_Exercise prompt_
Only the lines from the one that contains "for (label, reputation)" through the final line of the entries should be repeated, exactly as written.

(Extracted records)
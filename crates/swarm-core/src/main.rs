//! Trust-aware swarm transport simulation
//!
//! Runs one seeded mission from a TOML configuration and prints what happened.

use clap::Parser;
use std::fs;
use std::path::PathBuf;
use std::process::ExitCode;
use tracing_subscriber::EnvFilter;

use swarm_core::swarm::{apply_trust_history, read_trust_history};
use swarm_core::{CoordinationStatus, RunSummary, Swarm, SwarmConfig};

/// Command line arguments for the simulation
#[derive(Parser, Debug)]
#[command(name = "swarm_sim")]
#[command(about = "Trust-aware swarm object transport simulation")]
struct Args {
    /// TOML configuration file; built-in defaults when omitted
    #[arg(long)]
    config: Option<PathBuf>,

    /// Override the configured random seed
    #[arg(long)]
    seed: Option<u64>,

    /// Override the configured tick limit
    #[arg(long)]
    ticks: Option<u64>,

    /// Write every agent's trust history here after the run
    #[arg(long)]
    export_trust: Option<PathBuf>,

    /// Seed agents with a trust history exported by an earlier run
    #[arg(long)]
    seed_trust: Option<PathBuf>,

    /// Write the run summary as JSON
    #[arg(long)]
    summary_json: Option<PathBuf>,
}

fn main() -> ExitCode {
    tracing_subscriber::fmt()
        .with_env_filter(EnvFilter::try_from_default_env().unwrap_or_else(|_| EnvFilter::new("info")))
        .init();

    let args = Args::parse();

    let mut config = match &args.config {
        Some(path) => match SwarmConfig::from_file(path) {
            Ok(config) => config,
            Err(e) => {
                eprintln!("Error: could not load {}: {}", path.display(), e);
                return ExitCode::FAILURE;
            }
        },
        None => SwarmConfig::default(),
    };
    if let Some(seed) = args.seed {
        config.simulation.seed = seed;
    }
    if let Some(ticks) = args.ticks {
        config.simulation.max_ticks = ticks;
    }
    if let Some(path) = &args.seed_trust {
        match read_trust_history(path) {
            Ok(export) => {
                let seeded = apply_trust_history(&mut config, &export);
                println!("Seeded trust history for {} robots", seeded);
            }
            Err(e) => {
                eprintln!("Error: could not read {}: {}", path.display(), e);
                return ExitCode::FAILURE;
            }
        }
    }

    println!("Swarm Transport Simulation");
    println!("==========================");
    println!("Seed: {}", config.simulation.seed);
    println!("Max ticks: {}", config.simulation.max_ticks);
    println!("Robots: {}", config.robots.len());
    println!(
        "Trust: {}",
        if config.simulation.trust_enabled { "enabled" } else { "disabled" }
    );
    println!();

    let max_ticks = config.simulation.max_ticks;
    let mut swarm = match Swarm::new(config) {
        Ok(swarm) => swarm,
        Err(e) => {
            eprintln!("Error: {}", e);
            return ExitCode::FAILURE;
        }
    };

    let summary = swarm.run(max_ticks);
    print_summary(&summary);

    if let Some(path) = &args.export_trust {
        if let Err(e) = swarm.write_trust_history(path) {
            eprintln!("Warning: Could not write trust history: {}", e);
        } else {
            println!("Wrote {}", path.display());
        }
    }
    if let Some(path) = &args.summary_json {
        match serde_json::to_string_pretty(&summary) {
            Ok(json) => {
                if let Err(e) = fs::write(path, json) {
                    eprintln!("Warning: Could not write summary: {}", e);
                } else {
                    println!("Wrote {}", path.display());
                }
            }
            Err(e) => eprintln!("Warning: Could not serialize summary: {}", e),
        }
    }

    ExitCode::SUCCESS
}

fn print_summary(summary: &RunSummary) {
    println!();
    println!("Run {} finished after {} ticks", summary.run_id, summary.ticks);
    if summary.delivered {
        println!("  Object delivered to base");
    } else {
        println!(
            "  Object not delivered; last seen at ({:.1}, {:.1})",
            summary.object_position.x, summary.object_position.y
        );
        if let CoordinationStatus::InsufficientRobots { available, needed } = summary.status {
            println!("  Insufficient robots: {} available, {} needed", available, needed);
        }
    }
    println!(
        "  Messages: {} ({} rejected, {} of them from malicious senders)",
        summary.messages, summary.rejected, summary.rejected_from_malicious
    );
    println!("  Planning failures: {}", summary.plan_failures);
    println!("  Authority reputations:");
    for (label, reputation) in &summary.reputations {
        let flag = if summary.suspected.contains(label) { " (suspected)" } else { "" };
        println!("    {}: {:.3}{}", label, reputation, flag);
    }
}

_Response to the exercise_
    for (label, reputation) in &summary.reputations {
        let flag = if summary.suspected.contains(label) { " (suspected)" } else { "" };
        println!("    {}: {:.3}{}", label, reputation, flag);
    }
}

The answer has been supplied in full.